● Required action
Lines that include the string "ProducerCredential" are the ones to copy from the entries below.

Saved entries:
Start of Block

// splitpay/src/gateway/mod.rs
// One "create payment" verb over two structurally different gateways

use async_trait::async_trait;
use chrono::{DateTime, Utc};
use rust_decimal::Decimal;
use secrecy::SecretString;
use serde::{Deserialize, Deserializer, Serialize};
use serde_json::{Map, Value};

use crate::error::{Result, SplitError};
use crate::fees::FeeSplit;
use crate::models::{DirectPixAccount, GatewayKind, Payer, Producer};

pub mod direct_pix;
pub mod marketplace;

pub use direct_pix::DirectPixGateway;
pub use marketplace::MarketplaceGateway;

/// How the buyer completes checkout; also decides which gateway is used
#[derive(Debug, Clone)]
pub enum CheckoutMode {
    /// Marketplace-hosted checkout page
    Redirect {
        success_url: Option<String>,
        failure_url: Option<String>,
    },
    /// Marketplace direct charge from an embedded payment widget's form data
    Transparent { form_data: Map<String, Value> },
    /// Immediate PIX charge with settlement split at the direct PIX bank
    Pix,
}

impl CheckoutMode {
    pub fn gateway(&self) -> GatewayKind {
        match self {
            CheckoutMode::Redirect { .. } | CheckoutMode::Transparent { .. } => {
                GatewayKind::Marketplace
            }
            CheckoutMode::Pix => GatewayKind::DirectPix,
        }
    }
}

#[derive(Debug, Clone)]
pub struct PaymentIntent {
    pub title: Option<String>,
    pub price: Option<Decimal>,
    pub product_id: Option<uuid::Uuid>,
    pub payer: Option<Payer>,
    pub mode: CheckoutMode,
}

/// Producer-side credential resolved (and already validated) by the orchestrator
pub enum ProducerCredential {
    /// Decrypted delegated OAuth token
    Marketplace { access_token: SecretString },
    DirectPix(DirectPixAccount),
}

/// Everything an adapter needs for a single charge attempt
pub struct CheckoutOrder<'a> {
    pub producer: &'a Producer,
    pub credential: &'a ProducerCredential,
    pub mode: &'a CheckoutMode,
    pub title: &'a str,
    pub product_id: Option<uuid::Uuid>,
    pub payer: Option<&'a Payer>,
    pub split: FeeSplit,
    pub external_reference: &'a str,
}

/// Gateway identifiers of a charge that must be recorded right away
#[derive(Debug, Clone, Default)]
pub struct ChargeRecord {
    pub mp_payment_id: Option<String>,
    pub efi_txid: Option<String>,
    pub payment_type: Option<String>,
    pub payment_method: Option<String>,
    pub status_detail: Option<String>,
}

pub struct GatewayCharge {
    pub handle: PaymentHandle,
    /// `None` when the payment is recorded later, on webhook
    pub record: Option<ChargeRecord>,
}

#[derive(Debug, Clone, Serialize)]
#[serde(rename_all = "camelCase")]
pub struct PixCharge {
    pub success: bool,
    pub txid: String,
    pub status: String,
    pub pix_copia_e_cola: String,
    pub qr_code_base64: String,
    pub location: Option<String>,
    pub expires_at: Option<DateTime<Utc>>,
    #[serde(with = "rust_decimal::serde::float")]
    pub amount: Decimal,
    #[serde(with = "rust_decimal::serde::float")]
    pub platform_fee: Decimal,
    #[serde(with = "rust_decimal::serde::float")]
    pub producer_amount: Decimal,
    pub external_reference: String,
}

/// What the caller needs to finish checkout
#[derive(Debug, Clone, Serialize)]
#[serde(untagged)]
pub enum PaymentHandle {
    Redirect {
        init_point: String,
        preference_id: String,
        external_reference: String,
    },
    Charge {
        status: String,
        status_detail: Option<String>,
        external_reference: String,
        #[serde(flatten)]
        gateway_fields: Map<String, Value>,
    },
    PixQr(PixCharge),
}

#[async_trait]
pub trait CheckoutGateway: Send + Sync {
    fn kind(&self) -> GatewayKind;

    /// Submits the charge. Must not touch the store: recording is the
    /// orchestrator's job, driven by `GatewayCharge::record`.
    async fn checkout(&self, order: &CheckoutOrder<'_>) -> Result<GatewayCharge>;
}

// ═══════════════════════════════════════════════════════════════════════════════
// SHARED RESPONSE HELPERS
// ═══════════════════════════════════════════════════════════════════════════════

/// Best human-readable message from a gateway error body
pub(crate) fn error_message(body: &Value, raw: &str) -> String {
    ["message", "mensagem", "error_description", "detail", "error"]
        .iter()
        .find_map(|key| body.get(*key).and_then(Value::as_str))
        .map(str::to_string)
        .unwrap_or_else(|| {
            if raw.is_empty() {
                "empty response body".to_string()
            } else {
                raw.chars().take(500).collect()
            }
        })
}

/// Reads a response body as JSON, turning non-2xx into `SplitError::Gateway`
pub(crate) async fn read_json(response: reqwest::Response) -> Result<Value> {
    let status = response.status();
    let raw = response.text().await?;
    let body: Value = serde_json::from_str(&raw).unwrap_or(Value::Null);

    if !status.is_success() {
        return Err(SplitError::Gateway {
            status: status.as_u16(),
            message: error_message(&body, &raw),
        });
    }
    if body.is_null() {
        return Err(SplitError::Gateway {
            status: status.as_u16(),
            message: "response body is not JSON".to_string(),
        });
    }
    Ok(body)
}

/// Gateway ids arrive as numbers from one API and strings from another
pub(crate) fn string_or_number<'de, D>(deserializer: D) -> std::result::Result<String, D::Error>
where
    D: Deserializer<'de>,
{
    match Value::deserialize(deserializer)? {
        Value::String(s) => Ok(s),
        Value::Number(n) => Ok(n.to_string()),
        other => Err(serde::de::Error::custom(format!(
            "expected string or number id, got {}",
            other
        ))),
    }
}

pub(crate) fn value_as_id(value: &Value) -> Option<String> {
    match value {
        Value::String(s) if !s.is_empty() => Some(s.clone()),
        Value::Number(n) => Some(n.to_string()),
        _ => None,
    }
}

End of Block

● Task output
pub enum ProducerCredential {
    pub credential: &'a ProducerCredential,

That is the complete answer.